=== ENTRIES SUPPLIED ===
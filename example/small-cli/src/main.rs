mod report;

use std::fs;
use std::path::{Path, PathBuf};

use anyhow::{Context, Result, bail};
use clap::{ArgAction, Args, Parser, Subcommand, ValueEnum};
use small::analysis::{AnalysisConfig, WideningStrategy};
use small::ast::Function;
use small::cfg::Cfg;
use small::interval::{IntervalLattice, interval_analysis_with};
use small::lattice::enumerate;
use small::parser::parse_program;
use small::zero::{ZeroLattice, zero_analysis};
use strsim::levenshtein;
use tracing_subscriber::EnvFilter;

use crate::report::FunctionReport;

#[derive(Parser)]
#[command(name = "small")]
#[command(about = "Abstract interpretation for the Small language", long_about = None)]
struct Cli {
    /// Log more: `-v` for debug, `-vv` for trace. `RUST_LOG` takes precedence.
    #[arg(short, long, action = ArgAction::Count, global = true)]
    verbose: u8,
    #[command(subcommand)]
    command: Command,
}

#[derive(Subcommand)]
enum Command {
    /// Analyze a source file and print the environment at every program point
    Analyze(AnalyzeArgs),
    /// Print the control-flow graph of each function in a source file
    Cfg {
        file: PathBuf,
        /// Only this function
        #[arg(short, long)]
        function: Option<String>,
    },
    /// List the values of a lattice, bottom first
    Lattice {
        #[arg(value_enum)]
        analysis: AnalysisKind,
        /// Interval lattice bound N
        #[arg(long, default_value_t = 500)]
        interval_size: u32,
        /// Stop after this many values
        #[arg(long, default_value_t = 64)]
        limit: usize,
    },
}

#[derive(Args)]
struct AnalyzeArgs {
    file: PathBuf,
    #[arg(short, long, value_enum, default_value_t = AnalysisKind::Zero)]
    analysis: AnalysisKind,
    /// Only this function
    #[arg(short, long)]
    function: Option<String>,
    /// Worklist iterations before a run is aborted
    #[arg(long, default_value_t = 1000)]
    max_iterations: usize,
    /// Interval lattice bound N
    #[arg(long, default_value_t = 500)]
    interval_size: u32,
    /// `never`, `loop-heads` or `delayed:N`
    #[arg(long, value_parser = parse_widening)]
    widening: Option<WideningStrategy>,
    /// Also print every rule that fired
    #[arg(long)]
    explain: bool,
    /// Print the report as JSON
    #[arg(long)]
    json: bool,
}

#[derive(Clone, Copy, Debug, PartialEq, Eq, ValueEnum)]
enum AnalysisKind {
    Zero,
    Interval,
}

fn parse_widening(text: &str) -> Result<WideningStrategy, String> {
    match text {
        "never" => Ok(WideningStrategy::Never),
        "loop-heads" => Ok(WideningStrategy::LoopHeads),
        _ => match text.strip_prefix("delayed:") {
            Some(count) => count
                .parse()
                .map(WideningStrategy::Delayed)
                .map_err(|err| format!("invalid delay `{count}`: {err}")),
            None => Err(format!(
                "unknown widening `{text}`, expected `never`, `loop-heads` or `delayed:N`"
            )),
        },
    }
}

fn main() -> Result<()> {
    let cli = Cli::parse();
    init_logging(cli.verbose);

    match cli.command {
        Command::Analyze(args) => analyze(&args),
        Command::Cfg { file, function } => {
            let functions = load(&file)?;
            for function in select(&functions, function.as_deref())? {
                println!("function {}", function.name());
                print!("{}", Cfg::build(function));
            }
            Ok(())
        }
        Command::Lattice {
            analysis,
            interval_size,
            limit,
        } => {
            let values: Vec<String> = match analysis {
                AnalysisKind::Zero => enumerate(&ZeroLattice, limit)
                    .iter()
                    .map(ToString::to_string)
                    .collect(),
                AnalysisKind::Interval => enumerate(&IntervalLattice::new(interval_size), limit)
                    .iter()
                    .map(ToString::to_string)
                    .collect(),
            };
            for value in values {
                println!("{value}");
            }
            Ok(())
        }
    }
}

fn init_logging(verbose: u8) {
    let level = match verbose {
        0 => "warn",
        1 => "debug",
        _ => "trace",
    };
    let filter = EnvFilter::try_from_default_env().unwrap_or_else(|_| EnvFilter::new(level));
    tracing_subscriber::fmt()
        .with_env_filter(filter)
        .with_writer(std::io::stderr)
        .init();
}

fn analyze(args: &AnalyzeArgs) -> Result<()> {
    let functions = load(&args.file)?;
    let config = AnalysisConfig::default()
        .with_max_iterations(args.max_iterations)
        .with_steps(args.explain);

    let mut reports = Vec::new();
    for function in select(&functions, args.function.as_deref())? {
        let cfg = Cfg::build(function);
        let report = match args.analysis {
            AnalysisKind::Zero => {
                let config = config.with_widening(args.widening.unwrap_or(WideningStrategy::Never));
                let result = zero_analysis()
                    .with_config(config)
                    .run_cfg(function, &cfg)
                    .with_context(|| format!("zero analysis of `{}` failed", function.name()))?;
                FunctionReport::new("zero", function, &cfg, &result)
            }
            AnalysisKind::Interval => {
                let config = config.with_widening(args.widening.unwrap_or_default());
                let lattice = IntervalLattice::new(args.interval_size);
                let result = interval_analysis_with(lattice)
                    .with_config(config)
                    .run_cfg(function, &cfg)
                    .with_context(|| {
                        format!("interval analysis of `{}` failed", function.name())
                    })?;
                FunctionReport::new("interval", function, &cfg, &result)
            }
        };
        tracing::info!(
            function = function.name(),
            iterations = report.iterations,
            "analysis finished"
        );
        reports.push(report);
    }

    if args.json {
        println!("{}", serde_json::to_string_pretty(&reports)?);
    } else {
        for report in &reports {
            print!("{report}");
        }
    }
    Ok(())
}

fn load(path: &Path) -> Result<Vec<Function>> {
    let src = fs::read_to_string(path)
        .with_context(|| format!("failed to read {}", path.display()))?;
    parse_program(&src).with_context(|| format!("failed to parse {}", path.display()))
}

fn select<'a>(functions: &'a [Function], name: Option<&str>) -> Result<Vec<&'a Function>> {
    let Some(name) = name else {
        return Ok(functions.iter().collect());
    };
    if let Some(function) = functions.iter().find(|function| function.name() == name) {
        return Ok(vec![function]);
    }
    let suggestion = functions
        .iter()
        .map(Function::name)
        .min_by_key(|candidate| levenshtein(name, candidate))
        .filter(|candidate| levenshtein(name, candidate) <= 3);
    match suggestion {
        Some(candidate) => bail!("no function named `{name}`; did you mean `{candidate}`?"),
        None => bail!("no function named `{name}`"),
    }
}

#[cfg(test)]
mod tests {
    use super::*;

    #[test]
    fn test_parse_widening() {
        assert_eq!(parse_widening("never"), Ok(WideningStrategy::Never));
        assert_eq!(parse_widening("loop-heads"), Ok(WideningStrategy::LoopHeads));
        assert_eq!(parse_widening("delayed:3"), Ok(WideningStrategy::Delayed(3)));
        assert!(parse_widening("delayed:x").is_err());
        assert!(parse_widening("always").is_err());
    }

    #[test]
    fn test_cli_definition() {
        use clap::CommandFactory;
        Cli::command().debug_assert();
    }
}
===
=== EXERCISE DETAILS ===
Using the material above, work out the number of lines that include "candidate" and answer with that number by itself.

=== EXERCISE OUTPUT ===
3